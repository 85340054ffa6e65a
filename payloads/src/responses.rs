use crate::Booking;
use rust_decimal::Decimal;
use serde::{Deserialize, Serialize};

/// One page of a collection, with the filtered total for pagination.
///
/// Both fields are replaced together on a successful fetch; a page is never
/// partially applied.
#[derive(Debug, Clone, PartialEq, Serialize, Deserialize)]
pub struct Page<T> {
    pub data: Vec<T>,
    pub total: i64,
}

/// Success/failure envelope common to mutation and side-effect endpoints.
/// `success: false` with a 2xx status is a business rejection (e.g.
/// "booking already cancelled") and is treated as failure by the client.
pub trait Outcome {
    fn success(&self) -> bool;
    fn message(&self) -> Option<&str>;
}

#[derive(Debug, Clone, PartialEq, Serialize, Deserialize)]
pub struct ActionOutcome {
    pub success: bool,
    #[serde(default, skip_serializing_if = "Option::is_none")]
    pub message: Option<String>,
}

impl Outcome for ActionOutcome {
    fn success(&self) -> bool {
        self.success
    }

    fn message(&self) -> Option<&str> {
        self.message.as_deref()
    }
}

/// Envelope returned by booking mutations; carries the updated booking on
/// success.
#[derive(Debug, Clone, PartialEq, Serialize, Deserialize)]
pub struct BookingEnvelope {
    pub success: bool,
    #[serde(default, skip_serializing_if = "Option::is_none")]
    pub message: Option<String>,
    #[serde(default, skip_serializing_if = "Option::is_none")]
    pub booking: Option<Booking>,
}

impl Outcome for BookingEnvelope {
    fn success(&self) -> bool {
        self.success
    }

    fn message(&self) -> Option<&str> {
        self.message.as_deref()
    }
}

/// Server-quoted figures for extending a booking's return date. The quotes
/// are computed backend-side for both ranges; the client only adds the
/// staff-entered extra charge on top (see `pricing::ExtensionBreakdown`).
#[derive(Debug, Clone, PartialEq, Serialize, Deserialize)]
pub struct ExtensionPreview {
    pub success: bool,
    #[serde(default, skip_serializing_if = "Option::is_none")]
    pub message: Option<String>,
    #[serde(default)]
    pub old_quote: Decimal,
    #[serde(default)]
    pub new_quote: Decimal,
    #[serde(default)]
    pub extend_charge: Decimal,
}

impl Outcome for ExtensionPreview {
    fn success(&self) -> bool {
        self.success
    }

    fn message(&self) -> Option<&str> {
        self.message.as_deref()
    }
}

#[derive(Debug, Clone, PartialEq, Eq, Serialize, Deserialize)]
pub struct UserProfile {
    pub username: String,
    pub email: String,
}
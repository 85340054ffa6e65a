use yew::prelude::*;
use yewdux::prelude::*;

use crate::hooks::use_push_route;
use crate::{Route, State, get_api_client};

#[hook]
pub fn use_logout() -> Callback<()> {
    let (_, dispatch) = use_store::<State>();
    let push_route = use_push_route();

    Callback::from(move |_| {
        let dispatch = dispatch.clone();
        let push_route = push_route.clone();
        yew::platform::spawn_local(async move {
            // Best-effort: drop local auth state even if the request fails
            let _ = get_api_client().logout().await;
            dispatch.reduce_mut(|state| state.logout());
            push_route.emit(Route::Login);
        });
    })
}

* TASK GOAL
In the entries above, how many lines hold "dispatch"? Answer with the number alone.

* TASK OUTPUT
3